What the task requires:
Keep every line in which "server" occurs and drop the rest of the data.

Dataset entries:

*-*-*

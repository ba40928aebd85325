//! Application Custom Resource Definition
//!
//! An Argo CD Application deploys manifests from a source repository into a
//! destination cluster and namespace.

use kube::CustomResource;
use schemars::JsonSchema;
use serde::{Deserialize, Serialize};
use utilities::DynamicValue;

/// ApplicationSpec defines the desired state of an Application
#[derive(CustomResource, Debug, Clone, Serialize, Deserialize, JsonSchema, PartialEq)]
#[kube(
    group = "argoproj.io",
    version = "v1alpha1",
    kind = "Application",
    namespaced
)]
#[serde(rename_all = "camelCase")]
pub struct ApplicationSpec {
    /// AppProject the Application belongs to, "default" for the default project
    pub project: String,

    /// Where the manifests come from
    #[serde(default, skip_serializing_if = "Option::is_none")]
    pub source: Option<ApplicationSource>,

    /// Where the manifests are deployed
    pub destination: ApplicationDestination,

    /// When and how to sync
    #[serde(default, skip_serializing_if = "Option::is_none")]
    pub sync_policy: Option<SyncPolicy>,

    /// Fields excluded from drift detection
    #[serde(default, skip_serializing_if = "Vec::is_empty")]
    pub ignore_differences: Vec<ResourceIgnoreDifferences>,

    /// Number of sync history entries kept, 10 when unset
    #[serde(default, skip_serializing_if = "Option::is_none")]
    pub revision_history_limit: Option<i64>,
}

/// Repository source of an Application
#[derive(Debug, Clone, Serialize, Deserialize, JsonSchema, PartialEq)]
#[serde(rename_all = "camelCase")]
pub struct ApplicationSource {
    /// Git or Helm repository URL
    #[serde(rename = "repoURL")]
    pub repo_url: String,

    /// Directory within a Git repository
    #[serde(default, skip_serializing_if = "Option::is_none")]
    pub path: Option<String>,

    /// Branch, tag, commit or Helm chart version
    #[serde(default, skip_serializing_if = "Option::is_none")]
    pub target_revision: Option<String>,

    /// Helm chart name, for Helm repositories
    #[serde(default, skip_serializing_if = "Option::is_none")]
    pub chart: Option<String>,

    /// Helm options
    #[serde(default, skip_serializing_if = "Option::is_none")]
    pub helm: Option<ApplicationSourceHelm>,

    /// Kustomize options, passed through verbatim
    #[serde(default, skip_serializing_if = "Option::is_none")]
    pub kustomize: Option<DynamicValue>,
}

/// Helm rendering options
#[derive(Debug, Clone, Default, Serialize, Deserialize, JsonSchema, PartialEq, Eq)]
#[serde(rename_all = "camelCase")]
pub struct ApplicationSourceHelm {
    /// Release name, the Application name when unset
    #[serde(default, skip_serializing_if = "Option::is_none")]
    pub release_name: Option<String>,

    /// Values files relative to the source path
    #[serde(default, skip_serializing_if = "Vec::is_empty")]
    pub value_files: Vec<String>,

    /// Inline values as a YAML string
    #[serde(default, skip_serializing_if = "Option::is_none")]
    pub values: Option<String>,

    /// Individual `--set` parameters
    #[serde(default, skip_serializing_if = "Vec::is_empty")]
    pub parameters: Vec<HelmParameter>,

    /// Skip installing CRDs shipped with the chart
    #[serde(default, skip_serializing_if = "Option::is_none")]
    pub skip_crds: Option<bool>,
}

/// Helm `--set` parameter
#[derive(Debug, Clone, Serialize, Deserialize, JsonSchema, PartialEq, Eq)]
#[serde(rename_all = "camelCase")]
pub struct HelmParameter {
    pub name: String,

    pub value: String,

    /// Use `--set-string` instead of `--set`
    #[serde(default, skip_serializing_if = "Option::is_none")]
    pub force_string: Option<bool>,
}

/// Target cluster and namespace
#[derive(Debug, Clone, Default, Serialize, Deserialize, JsonSchema, PartialEq, Eq)]
#[serde(rename_all = "camelCase")]
pub struct ApplicationDestination {
    /// API server URL of the target cluster
    #[serde(default, skip_serializing_if = "Option::is_none")]
    pub server: Option<String>,

    /// Registered cluster name, alternative to `server`
    #[serde(default, skip_serializing_if = "Option::is_none")]
    pub name: Option<String>,

    /// Target namespace for namespaced resources
    #[serde(default, skip_serializing_if = "Option::is_none")]
    pub namespace: Option<String>,
}

/// Sync behaviour
#[derive(Debug, Clone, Default, Serialize, Deserialize, JsonSchema, PartialEq, Eq)]
#[serde(rename_all = "camelCase")]
pub struct SyncPolicy {
    /// Sync automatically when the source changes
    #[serde(default, skip_serializing_if = "Option::is_none")]
    pub automated: Option<SyncPolicyAutomated>,

    /// Sync options such as "CreateNamespace=true"
    #[serde(default, skip_serializing_if = "Vec::is_empty")]
    pub sync_options: Vec<String>,

    /// Retry behaviour of failed syncs
    #[serde(default, skip_serializing_if = "Option::is_none")]
    pub retry: Option<RetryStrategy>,
}

/// Automated sync options
#[derive(Debug, Clone, Default, Serialize, Deserialize, JsonSchema, PartialEq, Eq)]
#[serde(rename_all = "camelCase")]
pub struct SyncPolicyAutomated {
    /// Delete resources no longer in the source
    #[serde(default, skip_serializing_if = "Option::is_none")]
    pub prune: Option<bool>,

    /// Revert changes made in the cluster
    #[serde(default, skip_serializing_if = "Option::is_none")]
    pub self_heal: Option<bool>,

    /// Allow syncing a source that renders no resources
    #[serde(default, skip_serializing_if = "Option::is_none")]
    pub allow_empty: Option<bool>,
}

/// Retry strategy for failed syncs
#[derive(Debug, Clone, Default, Serialize, Deserialize, JsonSchema, PartialEq, Eq)]
#[serde(rename_all = "camelCase")]
pub struct RetryStrategy {
    /// Maximum attempts, negative for unlimited
    #[serde(default, skip_serializing_if = "Option::is_none")]
    pub limit: Option<i64>,

    #[serde(default, skip_serializing_if = "Option::is_none")]
    pub backoff: Option<Backoff>,
}

/// Exponential backoff between sync retries
#[derive(Debug, Clone, Default, Serialize, Deserialize, JsonSchema, PartialEq, Eq)]
#[serde(rename_all = "camelCase")]
pub struct Backoff {
    /// Initial delay, e.g. "5s"
    #[serde(default, skip_serializing_if = "Option::is_none")]
    pub duration: Option<String>,

    /// Multiplier applied after each failure
    #[serde(default, skip_serializing_if = "Option::is_none")]
    pub factor: Option<i64>,

    /// Upper bound on the delay, e.g. "3m"
    #[serde(default, skip_serializing_if = "Option::is_none")]
    pub max_duration: Option<String>,
}

/// Resource fields ignored during diffing
#[derive(Debug, Clone, Serialize, Deserialize, JsonSchema, PartialEq, Eq)]
#[serde(rename_all = "camelCase")]
pub struct ResourceIgnoreDifferences {
    #[serde(default, skip_serializing_if = "Option::is_none")]
    pub group: Option<String>,

    pub kind: String,

    #[serde(default, skip_serializing_if = "Option::is_none")]
    pub name: Option<String>,

    #[serde(default, skip_serializing_if = "Option::is_none")]
    pub namespace: Option<String>,

    /// RFC 6901 JSON pointers to ignore
    #[serde(default, skip_serializing_if = "Vec::is_empty")]
    pub json_pointers: Vec<String>,

    /// JQ path expressions to ignore
    #[serde(default, skip_serializing_if = "Vec::is_empty")]
    pub jq_path_expressions: Vec<String>,
}
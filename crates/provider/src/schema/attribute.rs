//! Attribute model

use serde::{Serialize, Serializer};
use validators::Validator;

/// Whether an attribute is supplied by the user or by the provider
#[derive(Debug, Clone, Copy, PartialEq, Eq, Serialize)]
#[serde(rename_all = "lowercase")]
pub enum Presence {
    /// Must be configured
    Required,
    /// May be configured
    Optional,
    /// Set by the provider, never configured
    Computed,
}

/// Element type of a list or map attribute
#[derive(Debug, Clone, PartialEq, Serialize)]
pub struct ElementType {
    pub kind: AttributeKind,
    #[serde(skip_serializing_if = "Vec::is_empty", serialize_with = "serialize_validators")]
    pub validators: Vec<Validator>,
}

impl ElementType {
    pub fn new(kind: AttributeKind) -> Self {
        Self {
            kind,
            validators: Vec::new(),
        }
    }
}

/// Validator as shown in schema output, with its description
#[derive(Serialize)]
struct DescribedValidator<'a> {
    #[serde(flatten)]
    validator: &'a Validator,
    description: String,
}

fn serialize_validators<S: Serializer>(validators: &[Validator], serializer: S) -> Result<S::Ok, S::Error> {
    serializer.collect_seq(validators.iter().map(|validator| DescribedValidator {
        validator,
        description: validator.description(),
    }))
}

/// Value type of an attribute
#[derive(Debug, Clone, PartialEq, Serialize)]
#[serde(rename_all = "snake_case", tag = "type", content = "of")]
pub enum AttributeKind {
    String,
    Int64,
    Float64,
    Bool,
    /// Integer or string (`x-kubernetes-int-or-string`)
    IntOrString,
    /// Any JSON value, passed through untouched
    Dynamic,
    List(Box<ElementType>),
    Map(Box<ElementType>),
    /// Nested attributes
    Object(Vec<Attribute>),
}

impl AttributeKind {
    /// Short type label used in diagnostics
    pub fn type_label(&self) -> &'static str {
        match self {
            AttributeKind::String => "string",
            AttributeKind::Int64 => "number (integer)",
            AttributeKind::Float64 => "number",
            AttributeKind::Bool => "bool",
            AttributeKind::IntOrString => "number (integer) or string",
            AttributeKind::Dynamic => "any value",
            AttributeKind::List(_) => "list",
            AttributeKind::Map(_) => "map",
            AttributeKind::Object(_) => "object",
        }
    }
}

/// A configurable (or computed) attribute of a resource
#[derive(Debug, Clone, PartialEq, Serialize)]
pub struct Attribute {
    /// Attribute name in configuration (snake_case)
    pub name: String,
    /// Property name in the rendered manifest (camelCase)
    pub json_name: String,
    #[serde(skip_serializing_if = "Option::is_none")]
    pub description: Option<String>,
    pub kind: AttributeKind,
    pub presence: Presence,
    #[serde(skip_serializing_if = "Vec::is_empty", serialize_with = "serialize_validators")]
    pub validators: Vec<Validator>,
}

impl Attribute {
    /// Attribute whose configuration name equals its manifest name
    pub fn new(name: &str, kind: AttributeKind, presence: Presence) -> Self {
        Self {
            name: name.to_string(),
            json_name: name.to_string(),
            description: None,
            kind,
            presence,
            validators: Vec::new(),
        }
    }

    pub fn with_description(mut self, description: &str) -> Self {
        self.description = Some(description.to_string());
        self
    }

    pub fn with_validator(mut self, validator: Validator) -> Self {
        self.validators.push(validator);
        self
    }

    pub fn is_required(&self) -> bool {
        self.presence == Presence::Required
    }

    pub fn is_computed(&self) -> bool {
        self.presence == Presence::Computed
    }

    /// Nested attributes of an object attribute
    pub fn children(&self) -> Option<&[Attribute]> {
        match &self.kind {
            AttributeKind::Object(children) => Some(children),
            _ => None,
        }
    }
}

#[cfg(test)]
mod tests {
    use super::*;
    use serde_json::json;

    #[test]
    fn test_validators_serialize_with_description() {
        let attribute = Attribute::new("size", AttributeKind::Int64, Presence::Optional)
            .with_validator(Validator::IntRange { min: Some(0), max: None });

        let value = serde_json::to_value(&attribute).unwrap();
        assert_eq!(
            value["validators"],
            json!([{
                "type": "int_range",
                "values": { "min": 0, "max": null },
                "description": "value must be at least 0"
            }])
        );
    }

    #[test]
    fn test_element_validators_serialize_with_description() {
        let element = ElementType {
            kind: AttributeKind::String,
            validators: vec![Validator::OneOf(vec!["In".to_string()])],
        };
        let list = Attribute::new("operators", AttributeKind::List(Box::new(element)), Presence::Optional);

        let value = serde_json::to_value(&list).unwrap();
        assert_eq!(
            value["kind"]["of"]["validators"][0]["description"],
            "value must be one of: In"
        );
        assert!(value.get("validators").is_none());
    }
}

*-*-*

Solution:
    /// API server URL of the target cluster
    pub server: Option<String>,
    /// Registered cluster name, alternative to `server`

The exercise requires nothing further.